DATASET CONTENT below:

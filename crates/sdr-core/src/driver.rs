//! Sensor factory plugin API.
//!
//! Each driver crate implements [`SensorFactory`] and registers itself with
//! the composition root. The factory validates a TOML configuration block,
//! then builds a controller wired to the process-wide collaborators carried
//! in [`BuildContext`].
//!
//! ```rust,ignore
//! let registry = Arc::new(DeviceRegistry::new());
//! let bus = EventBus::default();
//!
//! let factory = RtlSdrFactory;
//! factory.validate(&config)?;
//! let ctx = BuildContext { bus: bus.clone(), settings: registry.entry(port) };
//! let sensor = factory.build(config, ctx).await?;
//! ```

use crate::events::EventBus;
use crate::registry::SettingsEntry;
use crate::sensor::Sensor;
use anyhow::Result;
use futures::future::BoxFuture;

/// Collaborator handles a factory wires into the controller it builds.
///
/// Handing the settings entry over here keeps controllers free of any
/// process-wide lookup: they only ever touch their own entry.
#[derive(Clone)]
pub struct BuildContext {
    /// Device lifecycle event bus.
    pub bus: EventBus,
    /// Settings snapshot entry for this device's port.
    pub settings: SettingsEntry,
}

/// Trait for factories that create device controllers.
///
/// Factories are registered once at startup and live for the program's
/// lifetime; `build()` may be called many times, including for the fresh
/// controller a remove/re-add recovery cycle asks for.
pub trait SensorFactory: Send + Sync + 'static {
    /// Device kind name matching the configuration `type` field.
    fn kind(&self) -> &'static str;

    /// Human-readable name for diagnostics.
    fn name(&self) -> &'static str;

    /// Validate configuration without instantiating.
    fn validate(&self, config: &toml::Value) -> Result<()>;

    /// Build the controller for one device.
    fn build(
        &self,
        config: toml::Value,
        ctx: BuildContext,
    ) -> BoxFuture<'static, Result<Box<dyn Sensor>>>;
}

End of DATASET CONTENT.
DATASET CONTENT below:

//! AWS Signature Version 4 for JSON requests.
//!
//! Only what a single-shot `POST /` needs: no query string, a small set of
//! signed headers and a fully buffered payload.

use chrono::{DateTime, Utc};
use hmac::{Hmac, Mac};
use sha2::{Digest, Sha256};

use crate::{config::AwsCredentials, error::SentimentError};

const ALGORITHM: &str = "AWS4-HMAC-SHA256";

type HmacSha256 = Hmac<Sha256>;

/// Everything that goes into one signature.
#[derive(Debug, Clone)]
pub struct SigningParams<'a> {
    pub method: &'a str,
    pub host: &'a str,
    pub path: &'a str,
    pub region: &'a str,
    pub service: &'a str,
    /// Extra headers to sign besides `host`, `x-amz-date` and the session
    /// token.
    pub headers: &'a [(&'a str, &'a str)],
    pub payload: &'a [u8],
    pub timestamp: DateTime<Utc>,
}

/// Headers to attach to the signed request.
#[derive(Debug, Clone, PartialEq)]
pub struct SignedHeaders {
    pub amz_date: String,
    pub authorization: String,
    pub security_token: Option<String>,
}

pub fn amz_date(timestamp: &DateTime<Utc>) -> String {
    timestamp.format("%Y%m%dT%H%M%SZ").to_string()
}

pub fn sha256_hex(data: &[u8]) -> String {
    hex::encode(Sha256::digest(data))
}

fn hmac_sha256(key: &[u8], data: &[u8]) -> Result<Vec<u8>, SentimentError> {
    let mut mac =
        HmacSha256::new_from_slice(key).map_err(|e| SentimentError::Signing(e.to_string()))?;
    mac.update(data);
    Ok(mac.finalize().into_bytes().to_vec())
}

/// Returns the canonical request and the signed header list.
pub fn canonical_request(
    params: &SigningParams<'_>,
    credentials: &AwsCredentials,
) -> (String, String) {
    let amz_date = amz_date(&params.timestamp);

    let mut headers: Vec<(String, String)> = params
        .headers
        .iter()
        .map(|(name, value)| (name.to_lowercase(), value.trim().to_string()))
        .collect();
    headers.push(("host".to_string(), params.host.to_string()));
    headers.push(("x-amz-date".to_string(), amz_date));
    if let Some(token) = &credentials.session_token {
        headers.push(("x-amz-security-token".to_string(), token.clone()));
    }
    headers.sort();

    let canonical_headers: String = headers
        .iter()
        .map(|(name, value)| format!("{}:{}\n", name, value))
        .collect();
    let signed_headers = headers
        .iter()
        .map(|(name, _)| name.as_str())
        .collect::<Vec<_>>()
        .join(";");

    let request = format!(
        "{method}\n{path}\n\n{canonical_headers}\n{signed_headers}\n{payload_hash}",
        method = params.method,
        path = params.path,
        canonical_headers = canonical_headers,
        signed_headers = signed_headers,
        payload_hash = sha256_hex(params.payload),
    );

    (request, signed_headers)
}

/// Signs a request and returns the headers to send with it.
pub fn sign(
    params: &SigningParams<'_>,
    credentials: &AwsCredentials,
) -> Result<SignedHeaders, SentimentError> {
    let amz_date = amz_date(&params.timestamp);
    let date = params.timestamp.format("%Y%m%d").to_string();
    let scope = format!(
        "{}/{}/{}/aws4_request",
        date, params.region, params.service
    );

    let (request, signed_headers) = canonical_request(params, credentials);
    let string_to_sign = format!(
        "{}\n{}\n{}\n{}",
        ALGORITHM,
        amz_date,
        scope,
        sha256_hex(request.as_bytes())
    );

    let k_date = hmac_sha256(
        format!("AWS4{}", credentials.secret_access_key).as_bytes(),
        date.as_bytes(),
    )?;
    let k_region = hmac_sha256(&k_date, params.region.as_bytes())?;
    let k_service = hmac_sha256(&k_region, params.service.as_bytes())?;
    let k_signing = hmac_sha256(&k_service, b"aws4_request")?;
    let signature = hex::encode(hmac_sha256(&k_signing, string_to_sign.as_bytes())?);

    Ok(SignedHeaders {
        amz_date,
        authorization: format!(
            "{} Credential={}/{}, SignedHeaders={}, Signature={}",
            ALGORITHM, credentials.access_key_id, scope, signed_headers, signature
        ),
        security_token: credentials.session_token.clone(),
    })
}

End of DATASET CONTENT.
DATASET CONTENT below:

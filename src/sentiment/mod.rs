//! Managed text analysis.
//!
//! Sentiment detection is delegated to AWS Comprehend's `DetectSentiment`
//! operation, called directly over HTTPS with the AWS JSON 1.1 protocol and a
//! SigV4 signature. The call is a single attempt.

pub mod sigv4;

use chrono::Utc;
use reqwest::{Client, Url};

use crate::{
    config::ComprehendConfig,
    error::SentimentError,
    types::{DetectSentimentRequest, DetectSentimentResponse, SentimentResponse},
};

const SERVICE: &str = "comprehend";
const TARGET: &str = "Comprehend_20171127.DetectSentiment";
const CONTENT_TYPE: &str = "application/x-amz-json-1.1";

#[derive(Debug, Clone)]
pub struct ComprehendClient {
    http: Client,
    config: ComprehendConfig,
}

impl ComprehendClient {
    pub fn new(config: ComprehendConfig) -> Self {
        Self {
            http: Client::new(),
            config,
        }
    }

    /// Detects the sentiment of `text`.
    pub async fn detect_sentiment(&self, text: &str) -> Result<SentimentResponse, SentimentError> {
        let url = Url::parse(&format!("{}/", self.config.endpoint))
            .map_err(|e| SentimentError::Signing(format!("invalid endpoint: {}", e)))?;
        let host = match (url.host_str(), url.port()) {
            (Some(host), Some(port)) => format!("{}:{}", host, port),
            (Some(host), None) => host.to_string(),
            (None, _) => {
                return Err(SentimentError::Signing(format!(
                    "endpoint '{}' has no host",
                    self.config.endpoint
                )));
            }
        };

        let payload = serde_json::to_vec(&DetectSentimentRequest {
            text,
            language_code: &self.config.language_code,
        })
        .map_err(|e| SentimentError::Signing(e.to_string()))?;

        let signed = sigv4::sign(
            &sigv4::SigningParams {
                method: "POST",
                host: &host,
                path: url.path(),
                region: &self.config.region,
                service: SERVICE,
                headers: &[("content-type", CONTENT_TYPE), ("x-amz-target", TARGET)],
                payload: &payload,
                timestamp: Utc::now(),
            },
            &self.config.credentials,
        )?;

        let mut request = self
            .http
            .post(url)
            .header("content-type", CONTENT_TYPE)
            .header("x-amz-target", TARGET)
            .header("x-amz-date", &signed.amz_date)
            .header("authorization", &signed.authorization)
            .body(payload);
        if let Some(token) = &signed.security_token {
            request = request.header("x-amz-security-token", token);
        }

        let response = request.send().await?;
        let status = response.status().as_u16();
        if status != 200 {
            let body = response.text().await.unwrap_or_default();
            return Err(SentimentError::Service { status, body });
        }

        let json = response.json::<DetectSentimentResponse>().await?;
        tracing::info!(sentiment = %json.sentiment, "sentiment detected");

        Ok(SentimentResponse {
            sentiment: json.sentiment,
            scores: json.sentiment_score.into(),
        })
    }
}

End of DATASET CONTENT.

WORK ITEM: Check all the records above and select each line where the string "SettingsEntry" is found.

FINAL ANSWER:
use crate::registry::SettingsEntry;
    pub settings: SettingsEntry,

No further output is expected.